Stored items

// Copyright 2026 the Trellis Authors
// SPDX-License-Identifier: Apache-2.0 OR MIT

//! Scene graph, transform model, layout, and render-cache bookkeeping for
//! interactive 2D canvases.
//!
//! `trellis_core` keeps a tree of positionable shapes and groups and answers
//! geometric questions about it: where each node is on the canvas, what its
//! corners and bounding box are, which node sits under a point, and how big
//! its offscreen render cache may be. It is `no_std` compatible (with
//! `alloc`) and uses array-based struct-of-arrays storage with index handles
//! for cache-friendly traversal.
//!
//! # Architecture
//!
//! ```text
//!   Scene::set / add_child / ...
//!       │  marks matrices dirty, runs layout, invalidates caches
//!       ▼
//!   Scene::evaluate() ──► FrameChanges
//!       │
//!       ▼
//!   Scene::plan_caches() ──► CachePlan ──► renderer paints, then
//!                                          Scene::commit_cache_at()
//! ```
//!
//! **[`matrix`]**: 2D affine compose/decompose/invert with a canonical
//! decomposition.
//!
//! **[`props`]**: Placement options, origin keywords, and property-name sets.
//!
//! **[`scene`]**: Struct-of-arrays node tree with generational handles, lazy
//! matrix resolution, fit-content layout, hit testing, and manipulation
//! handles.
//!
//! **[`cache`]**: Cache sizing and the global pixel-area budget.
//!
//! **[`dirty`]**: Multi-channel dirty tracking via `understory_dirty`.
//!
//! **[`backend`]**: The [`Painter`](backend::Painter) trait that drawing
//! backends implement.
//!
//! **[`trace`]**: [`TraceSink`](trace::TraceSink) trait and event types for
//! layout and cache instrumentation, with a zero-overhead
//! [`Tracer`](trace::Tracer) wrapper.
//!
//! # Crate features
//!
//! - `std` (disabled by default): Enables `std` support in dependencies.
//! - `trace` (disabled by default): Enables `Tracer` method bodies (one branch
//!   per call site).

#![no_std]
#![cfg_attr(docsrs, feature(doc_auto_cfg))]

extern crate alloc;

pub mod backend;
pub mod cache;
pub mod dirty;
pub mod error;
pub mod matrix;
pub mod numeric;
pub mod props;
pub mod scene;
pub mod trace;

# About this exercise:
Each entry above is to be printed again exactly.

# Answer space:
// Copyright 2026 the Trellis Authors
// SPDX-License-Identifier: Apache-2.0 OR MIT

//! Scene graph, transform model, layout, and render-cache bookkeeping for
//! interactive 2D canvases.
//!
//! `trellis_core` keeps a tree of positionable shapes and groups and answers
//! geometric questions about it: where each node is on the canvas, what its
//! corners and bounding box are, which node sits under a point, and how big
//! its offscreen render cache may be. It is `no_std` compatible (with
//! `alloc`) and uses array-based struct-of-arrays storage with index handles
//! for cache-friendly traversal.
//!
//! # Architecture
//!
//! ```text
//!   Scene::set / add_child / ...
//!       │  marks matrices dirty, runs layout, invalidates caches
//!       ▼
//!   Scene::evaluate() ──► FrameChanges
//!       │
//!       ▼
//!   Scene::plan_caches() ──► CachePlan ──► renderer paints, then
//!                                          Scene::commit_cache_at()
//! ```
//!
//! **[`matrix`]**: 2D affine compose/decompose/invert with a canonical
//! decomposition.
//!
//! **[`props`]**: Placement options, origin keywords, and property-name sets.
//!
//! **[`scene`]**: Struct-of-arrays node tree with generational handles, lazy
//! matrix resolution, fit-content layout, hit testing, and manipulation
//! handles.
//!
//! **[`cache`]**: Cache sizing and the global pixel-area budget.
//!
//! **[`dirty`]**: Multi-channel dirty tracking via `understory_dirty`.
//!
//! **[`backend`]**: The [`Painter`](backend::Painter) trait that drawing
//! backends implement.
//!
//! **[`trace`]**: [`TraceSink`](trace::TraceSink) trait and event types for
//! layout and cache instrumentation, with a zero-overhead
//! [`Tracer`](trace::Tracer) wrapper.
//!
//! # Crate features
//!
//! - `std` (disabled by default): Enables `std` support in dependencies.
//! - `trace` (disabled by default): Enables `Tracer` method bodies (one branch
//!   per call site).

#![no_std]
#![cfg_attr(docsrs, feature(doc_auto_cfg))]

extern crate alloc;

pub mod backend;
pub mod cache;
pub mod dirty;
pub mod error;
pub mod matrix;
pub mod numeric;
pub mod props;
pub mod scene;
pub mod trace;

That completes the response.